## MATERIAL FOR THIS EXERCISE
__________
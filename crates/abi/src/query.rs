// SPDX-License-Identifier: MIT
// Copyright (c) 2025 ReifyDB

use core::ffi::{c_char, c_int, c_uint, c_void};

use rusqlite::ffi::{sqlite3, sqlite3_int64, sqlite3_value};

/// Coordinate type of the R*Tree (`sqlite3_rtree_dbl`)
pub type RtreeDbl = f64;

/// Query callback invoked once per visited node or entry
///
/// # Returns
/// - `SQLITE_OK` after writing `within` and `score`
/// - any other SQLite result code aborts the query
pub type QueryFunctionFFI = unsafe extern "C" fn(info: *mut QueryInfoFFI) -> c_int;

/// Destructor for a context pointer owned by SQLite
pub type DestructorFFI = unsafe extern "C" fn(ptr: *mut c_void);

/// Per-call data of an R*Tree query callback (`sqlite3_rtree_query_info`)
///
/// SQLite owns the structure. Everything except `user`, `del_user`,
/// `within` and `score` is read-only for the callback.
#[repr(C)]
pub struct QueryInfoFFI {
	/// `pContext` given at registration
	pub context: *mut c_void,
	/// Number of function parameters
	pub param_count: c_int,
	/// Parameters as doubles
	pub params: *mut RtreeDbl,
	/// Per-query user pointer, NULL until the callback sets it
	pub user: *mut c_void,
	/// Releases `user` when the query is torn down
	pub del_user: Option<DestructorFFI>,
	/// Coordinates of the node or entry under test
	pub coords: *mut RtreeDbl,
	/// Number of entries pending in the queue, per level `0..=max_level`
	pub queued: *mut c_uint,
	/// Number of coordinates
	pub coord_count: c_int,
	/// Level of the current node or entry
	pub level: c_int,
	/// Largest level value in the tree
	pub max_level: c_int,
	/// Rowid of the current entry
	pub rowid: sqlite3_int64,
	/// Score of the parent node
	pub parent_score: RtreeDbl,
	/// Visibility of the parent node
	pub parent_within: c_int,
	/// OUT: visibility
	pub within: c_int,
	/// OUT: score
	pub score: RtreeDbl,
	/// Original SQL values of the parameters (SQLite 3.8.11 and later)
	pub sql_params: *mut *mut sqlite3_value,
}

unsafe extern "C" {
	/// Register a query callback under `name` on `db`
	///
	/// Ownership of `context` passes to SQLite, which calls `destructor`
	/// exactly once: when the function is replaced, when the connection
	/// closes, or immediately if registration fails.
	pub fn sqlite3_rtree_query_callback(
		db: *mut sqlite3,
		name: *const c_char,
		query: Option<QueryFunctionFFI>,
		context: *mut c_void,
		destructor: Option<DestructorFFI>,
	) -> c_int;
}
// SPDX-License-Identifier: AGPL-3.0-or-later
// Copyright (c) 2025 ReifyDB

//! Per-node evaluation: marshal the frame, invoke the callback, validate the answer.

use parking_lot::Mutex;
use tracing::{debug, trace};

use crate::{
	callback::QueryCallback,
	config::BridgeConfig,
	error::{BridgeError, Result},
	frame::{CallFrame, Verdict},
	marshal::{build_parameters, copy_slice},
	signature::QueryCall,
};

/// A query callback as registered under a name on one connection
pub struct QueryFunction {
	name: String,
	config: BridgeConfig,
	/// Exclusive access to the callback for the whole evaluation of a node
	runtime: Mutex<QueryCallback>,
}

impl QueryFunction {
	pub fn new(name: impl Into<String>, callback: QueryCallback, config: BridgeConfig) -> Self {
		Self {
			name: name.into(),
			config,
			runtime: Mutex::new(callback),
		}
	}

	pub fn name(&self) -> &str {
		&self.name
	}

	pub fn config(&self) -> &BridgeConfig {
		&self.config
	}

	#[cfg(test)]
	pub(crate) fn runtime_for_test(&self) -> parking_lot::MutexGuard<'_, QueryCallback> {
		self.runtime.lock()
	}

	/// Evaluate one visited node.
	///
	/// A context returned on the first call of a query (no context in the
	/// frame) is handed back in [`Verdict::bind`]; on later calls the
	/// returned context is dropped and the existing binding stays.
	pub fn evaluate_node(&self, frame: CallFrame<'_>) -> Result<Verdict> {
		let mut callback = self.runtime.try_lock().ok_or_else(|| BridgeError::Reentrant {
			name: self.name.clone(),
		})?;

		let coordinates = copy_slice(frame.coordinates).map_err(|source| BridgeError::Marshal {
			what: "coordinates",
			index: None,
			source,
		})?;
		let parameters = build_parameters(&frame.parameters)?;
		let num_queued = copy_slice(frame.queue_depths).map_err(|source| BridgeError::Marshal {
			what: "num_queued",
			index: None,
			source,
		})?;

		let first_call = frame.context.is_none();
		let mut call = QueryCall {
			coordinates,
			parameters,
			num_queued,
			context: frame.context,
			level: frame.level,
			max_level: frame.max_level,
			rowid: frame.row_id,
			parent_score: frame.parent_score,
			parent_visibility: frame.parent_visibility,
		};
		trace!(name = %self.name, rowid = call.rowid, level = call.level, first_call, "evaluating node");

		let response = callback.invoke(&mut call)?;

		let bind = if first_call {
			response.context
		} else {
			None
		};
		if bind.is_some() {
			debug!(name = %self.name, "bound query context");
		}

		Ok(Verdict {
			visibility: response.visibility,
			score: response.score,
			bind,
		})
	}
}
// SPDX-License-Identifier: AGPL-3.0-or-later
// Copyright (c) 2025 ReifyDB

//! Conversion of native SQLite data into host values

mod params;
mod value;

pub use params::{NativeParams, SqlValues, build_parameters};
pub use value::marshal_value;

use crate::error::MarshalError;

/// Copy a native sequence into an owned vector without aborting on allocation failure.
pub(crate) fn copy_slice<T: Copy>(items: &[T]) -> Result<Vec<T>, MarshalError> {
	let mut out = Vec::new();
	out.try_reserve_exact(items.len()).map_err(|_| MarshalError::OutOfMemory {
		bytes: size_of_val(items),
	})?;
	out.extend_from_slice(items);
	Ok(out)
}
__________
## WHAT IS NEEDED
Only lines with the string "calls" belong in the answer; copy each of them from the listing.

## RESULT OF THIS TASK
	/// Ownership of `context` passes to SQLite, which calls `destructor`
	/// frame) is handed back in [`Verdict::bind`]; on later calls the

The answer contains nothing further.